1. Don’t let them weigh you. Or rather, let them weigh you, but don’t let them tell you how much you weigh. You may feel a little nuts, shutting your eyes tight as you step onto that scale, and asking “Is it over?” — over and over — before you agree to step down. But the weightless calm that comes from not having that heavy number hanging around your neck is well worth the trouble. And the doctors/midwives will totally let you know you if you’re gaining too much, or too little. Meanwhile you’re free to worry about finding a pediatrician or learning self-hypnosis or getting a fireman to install your car seat or one of the other 10,000 truly terrifying things you’re supposed to be doing this week, oh boy.

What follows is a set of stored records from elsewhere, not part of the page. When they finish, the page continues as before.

// Submitted form bodies and their validation into insert payloads

use crate::errors::ValidationError;
use crate::models::{Artist, NewArtist, NewShow, NewVenue, Venue};
use chrono::{DateTime, NaiveDateTime, Utc};
use serde::{Deserialize, Serialize};

/// Two-letter state codes offered by the venue and artist forms
pub const STATES: &[&str] = &[
    "AL", "AK", "AZ", "AR", "CA", "CO", "CT", "DE", "DC", "FL", "GA", "HI", "ID", "IL", "IN",
    "IA", "KS", "KY", "LA", "ME", "MT", "NE", "NV", "NH", "NJ", "NM", "NY", "NC", "ND", "OH",
    "OK", "OR", "MD", "MA", "MI", "MN", "MS", "MO", "PA", "RI", "SC", "SD", "TN", "TX", "UT",
    "VT", "VA", "WA", "WV", "WI", "WY",
];

/// Genres offered by the venue and artist forms
pub const GENRES: &[&str] = &[
    "Alternative",
    "Blues",
    "Classical",
    "Country",
    "Electronic",
    "Folk",
    "Funk",
    "Hip-Hop",
    "Heavy Metal",
    "Instrumental",
    "Jazz",
    "Musical Theatre",
    "Pop",
    "Punk",
    "R&B",
    "Reggae",
    "Rock n Roll",
    "Soul",
    "Swing",
    "Other",
];

/// Accepted `start_time` layouts for naive (zone-less) input, interpreted as UTC
const START_TIME_FORMATS: &[&str] = &[
    "%Y-%m-%d %H:%M:%S",
    "%Y-%m-%dT%H:%M:%S",
    "%Y-%m-%dT%H:%M",
    "%Y-%m-%d %H:%M",
];

/// Column widths of the `VARCHAR(120)` and `VARCHAR(500)` text columns
const SHORT_TEXT_MAX: usize = 120;
const LONG_TEXT_MAX: usize = 500;

#[derive(Debug, Clone, Default, PartialEq, Serialize, Deserialize)]
#[serde(default)]
pub struct VenueForm {
    pub name: String,
    pub city: String,
    pub state: String,
    pub address: String,
    pub phone: String,
    pub genres: Vec<String>,
    pub facebook_link: String,
    pub image_link: String,
    pub website: String,
    pub seeking_talent: Option<String>,
    pub seeking_description: String,
}

#[derive(Debug, Clone, Default, PartialEq, Serialize, Deserialize)]
#[serde(default)]
pub struct ArtistForm {
    pub name: String,
    pub city: String,
    pub state: String,
    pub phone: String,
    pub genres: Vec<String>,
    pub facebook_link: String,
    pub image_link: String,
    pub website: String,
    pub seeking_venue: Option<String>,
    pub seeking_description: String,
}

#[derive(Debug, Clone, Default, PartialEq, Serialize, Deserialize)]
#[serde(default)]
pub struct ShowForm {
    pub artist_id: String,
    pub venue_id: String,
    pub start_time: String,
}

/// Search box submission; an absent term searches for everything
#[derive(Debug, Clone, Default, PartialEq, Serialize, Deserialize)]
#[serde(default)]
pub struct SearchForm {
    pub search_term: String,
}

impl VenueForm {
    pub fn validate(self) -> Result<NewVenue, ValidationError> {
        Ok(NewVenue {
            name: required("name", &self.name)?,
            city: within("city", required("city", &self.city)?, SHORT_TEXT_MAX)?,
            state: state_code(&self.state)?,
            address: within("address", required("address", &self.address)?, SHORT_TEXT_MAX)?,
            phone: within_opt("phone", optional(&self.phone), SHORT_TEXT_MAX)?,
            genres: genres(self.genres)?,
            facebook_link: link("facebook_link", &self.facebook_link, SHORT_TEXT_MAX)?,
            image_link: link("image_link", &self.image_link, LONG_TEXT_MAX)?,
            website: link("website", &self.website, SHORT_TEXT_MAX)?,
            seeking_talent: checkbox(self.seeking_talent.as_deref()),
            seeking_description: within_opt(
                "seeking_description",
                optional(&self.seeking_description),
                LONG_TEXT_MAX,
            )?,
        })
    }
}

impl From<&Venue> for VenueForm {
    fn from(venue: &Venue) -> Self {
        Self {
            name: venue.name.clone(),
            city: venue.city.clone(),
            state: venue.state.clone(),
            address: venue.address.clone(),
            phone: venue.phone.clone().unwrap_or_default(),
            genres: venue.genres.clone(),
            facebook_link: venue.facebook_link.clone().unwrap_or_default(),
            image_link: venue.image_link.clone().unwrap_or_default(),
            website: venue.website.clone().unwrap_or_default(),
            seeking_talent: venue.seeking_talent.then(|| "y".to_string()),
            seeking_description: venue.seeking_description.clone().unwrap_or_default(),
        }
    }
}

impl ArtistForm {
    pub fn validate(self) -> Result<NewArtist, ValidationError> {
        Ok(NewArtist {
            name: required("name", &self.name)?,
            city: within("city", required("city", &self.city)?, SHORT_TEXT_MAX)?,
            state: state_code(&self.state)?,
            phone: within_opt("phone", optional(&self.phone), SHORT_TEXT_MAX)?,
            genres: genres(self.genres)?,
            facebook_link: link("facebook_link", &self.facebook_link, SHORT_TEXT_MAX)?,
            image_link: link("image_link", &self.image_link, LONG_TEXT_MAX)?,
            website: link("website", &self.website, SHORT_TEXT_MAX)?,
            seeking_venue: checkbox(self.seeking_venue.as_deref()),
            seeking_description: within_opt(
                "seeking_description",
                optional(&self.seeking_description),
                LONG_TEXT_MAX,
            )?,
        })
    }
}

impl From<&Artist> for ArtistForm {
    fn from(artist: &Artist) -> Self {
        Self {
            name: artist.name.clone(),
            city: artist.city.clone(),
            state: artist.state.clone(),
            phone: artist.phone.clone().unwrap_or_default(),
            genres: artist.genres.clone(),
            facebook_link: artist.facebook_link.clone().unwrap_or_default(),
            image_link: artist.image_link.clone().unwrap_or_default(),
            website: artist.website.clone().unwrap_or_default(),
            seeking_venue: artist.seeking_venue.then(|| "y".to_string()),
            seeking_description: artist.seeking_description.clone().unwrap_or_default(),
        }
    }
}

impl ShowForm {
    pub fn validate(self) -> Result<NewShow, ValidationError> {
        Ok(NewShow {
            artist_id: entity_id("artist_id", &self.artist_id)?,
            venue_id: entity_id("venue_id", &self.venue_id)?,
            start_time: parse_start_time(&self.start_time)?,
        })
    }
}

/// Parse a submitted show start time
///
/// RFC 3339 input keeps its offset; naive input is taken as UTC.
pub fn parse_start_time(raw: &str) -> Result<DateTime<Utc>, ValidationError> {
    let raw = raw.trim();
    if raw.is_empty() {
        return Err(ValidationError::MissingField("start_time".to_string()));
    }

    if let Ok(ts) = DateTime::parse_from_rfc3339(raw) {
        return Ok(ts.with_timezone(&Utc));
    }

    START_TIME_FORMATS
        .iter()
        .find_map(|fmt| NaiveDateTime::parse_from_str(raw, fmt).ok())
        .map(|naive| naive.and_utc())
        .ok_or_else(|| {
            ValidationError::invalid("start_time", format!("unrecognized date/time '{}'", raw))
        })
}

fn required(field: &str, value: &str) -> Result<String, ValidationError> {
    let value = value.trim();
    if value.is_empty() {
        return Err(ValidationError::MissingField(field.to_string()));
    }
    Ok(value.to_string())
}

fn optional(value: &str) -> Option<String> {
    let value = value.trim();
    (!value.is_empty()).then(|| value.to_string())
}

fn state_code(value: &str) -> Result<String, ValidationError> {
    let code = required("state", value)?.to_uppercase();
    if !STATES.contains(&code.as_str()) {
        return Err(ValidationError::invalid(
            "state",
            format!("unknown state code '{}'", code),
        ));
    }
    Ok(code)
}

fn genres(values: Vec<String>) -> Result<Vec<String>, ValidationError> {
    let mut selected: Vec<String> = Vec::with_capacity(values.len());
    for value in values {
        let value = value.trim();
        if value.is_empty() {
            continue;
        }
        let genre = GENRES
            .iter()
            .find(|g| g.eq_ignore_ascii_case(value))
            .ok_or_else(|| ValidationError::invalid("genres", format!("unknown genre '{}'", value)))?;
        if !selected.iter().any(|s| s == genre) {
            selected.push(genre.to_string());
        }
    }
    Ok(selected)
}

/// Reject values longer than their column allows, counted in characters
fn within(field: &str, value: String, max: usize) -> Result<String, ValidationError> {
    let len = value.chars().count();
    if len > max {
        return Err(ValidationError::invalid(
            field,
            format!("{} characters, at most {} allowed", len, max),
        ));
    }
    Ok(value)
}

fn within_opt(
    field: &str,
    value: Option<String>,
    max: usize,
) -> Result<Option<String>, ValidationError> {
    value.map(|v| within(field, v, max)).transpose()
}

fn link(field: &str, value: &str, max: usize) -> Result<Option<String>, ValidationError> {
    match optional(value) {
        Some(url) if url.starts_with("http://") || url.starts_with("https://") => {
            within(field, url, max).map(Some)
        }
        Some(url) => Err(ValidationError::invalid(
            field,
            format!("'{}' is not an http(s) URL", url),
        )),
        None => Ok(None),
    }
}

fn checkbox(value: Option<&str>) -> bool {
    matches!(
        value.map(|v| v.trim().to_ascii_lowercase()).as_deref(),
        Some("y" | "yes" | "on" | "true" | "1")
    )
}

fn entity_id(field: &str, value: &str) -> Result<i32, ValidationError> {
    let raw = required(field, value)?;
    match raw.parse::<i32>() {
        Ok(id) if id > 0 => Ok(id),
        _ => Err(ValidationError::invalid(
            field,
            format!("'{}' is not a valid id", raw),
        )),
    }
}
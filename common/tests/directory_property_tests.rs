// Property-based tests for the venue directory rules
// Area grouping, past/upcoming classification and search patterns

use chrono::{DateTime, Duration, TimeZone, Utc};
use common::directory::{escape_like, group_by_area, split_shows, substring_pattern};
use common::models::{ArtistShow, VenueSummary};
use proptest::prelude::*;
use std::collections::HashSet;

fn base_time() -> DateTime<Utc> {
    Utc.with_ymd_and_hms(2030, 6, 1, 12, 0, 0).unwrap()
}

fn venue_strategy() -> impl Strategy<Value = VenueSummary> {
    (
        1..10_000i32,
        "[A-Za-z ]{1,20}",
        prop::sample::select(vec!["San Francisco", "New York", "Austin"]),
        prop::sample::select(vec!["CA", "NY", "TX"]),
        0..5i64,
    )
        .prop_map(|(id, name, city, state, upcoming)| VenueSummary {
            id,
            name,
            city: city.to_string(),
            state: state.to_string(),
            num_upcoming_shows: upcoming,
        })
}

fn show_at(offset_minutes: i64) -> ArtistShow {
    ArtistShow {
        artist_id: 1,
        artist_name: "Guns N Petals".to_string(),
        artist_image_link: None,
        start_time: base_time() + Duration::minutes(offset_minutes),
    }
}

// Every venue lands in exactly one area, and no area repeats
proptest! {
    #[test]
    fn grouping_is_a_partition(venues in prop::collection::vec(venue_strategy(), 0..40)) {
        let areas = group_by_area(venues.clone());

        let total: usize = areas.iter().map(|a| a.venues.len()).sum();
        prop_assert_eq!(total, venues.len());

        let keys: HashSet<(String, String)> =
            areas.iter().map(|a| (a.city.clone(), a.state.clone())).collect();
        prop_assert_eq!(keys.len(), areas.len());

        for area in &areas {
            prop_assert!(!area.venues.is_empty());
        }
    }

    #[test]
    fn grouping_keeps_per_venue_counts(venues in prop::collection::vec(venue_strategy(), 1..40)) {
        let areas = group_by_area(venues.clone());

        let first = &venues[0];
        let area = areas
            .iter()
            .find(|a| a.city == first.city && a.state == first.state)
            .unwrap();
        prop_assert_eq!(area.venues[0].id, first.id);
        prop_assert_eq!(area.venues[0].num_upcoming_shows, first.num_upcoming_shows);
    }

    #[test]
    fn split_never_loses_or_duplicates(offsets in prop::collection::vec(-10_000i64..10_000, 0..50)) {
        let shows: Vec<ArtistShow> = offsets.iter().map(|o| show_at(*o)).collect();
        let at_now = offsets.iter().filter(|o| **o == 0).count();

        let (past, upcoming) = split_shows(shows.clone(), base_time());

        prop_assert_eq!(past.len() + upcoming.len() + at_now, shows.len());
        prop_assert!(past.iter().all(|s| s.start_time < base_time()));
        prop_assert!(upcoming.iter().all(|s| s.start_time > base_time()));
    }

    #[test]
    fn escaped_terms_have_no_bare_wildcards(term in ".{0,30}") {
        let escaped = escape_like(&term);

        let mut chars = escaped.chars();
        while let Some(c) = chars.next() {
            if c == '\\' {
                let next = chars.next();
                prop_assert!(matches!(next, Some('\\' | '%' | '_')));
            } else {
                prop_assert!(c != '%' && c != '_');
            }
        }
    }
}

#[test]
fn substring_pattern_wraps_trimmed_term() {
    assert_eq!(substring_pattern("  Hop "), "%Hop%");
    assert_eq!(substring_pattern("100%"), "%100\\%%");
    assert_eq!(substring_pattern(""), "%%");
}

#[test]
fn show_at_exactly_now_is_neither_past_nor_upcoming() {
    let (past, upcoming) = split_shows(vec![show_at(0)], base_time());
    assert!(past.is_empty());
    assert!(upcoming.is_empty());
}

2. Hunting for a house, buying a house, and renovating a house are things better done before you get pregnant, or after your child graduates from college, or maybe never ever. Your animal brain may be telling you it’s time to nest, but do no listen! Buying a house is horribly stressful and all-consuming and stressful, and it leaves you with no time to knit booties or smile beatifically or glow or do any of those happy, soft-focus things that pregnant ladies do on television and greeting cards. Just find yourself a dark closet in your apartment, line it with newspaper, and be done with it.

3. That wretchedly named Belly Butter they sell you may not actually do much to ward off stretch marks (apparently that’s all heredity?), but it makes for some fine-smelling (cocoa and lavender!) and effective hair pomade…for people with uncontrollable fuzzy troll-doll hair, at least.

4. Watermelon! Chinese chicken salad! Tangerines! Chocolate milk! S’MORES! Tums.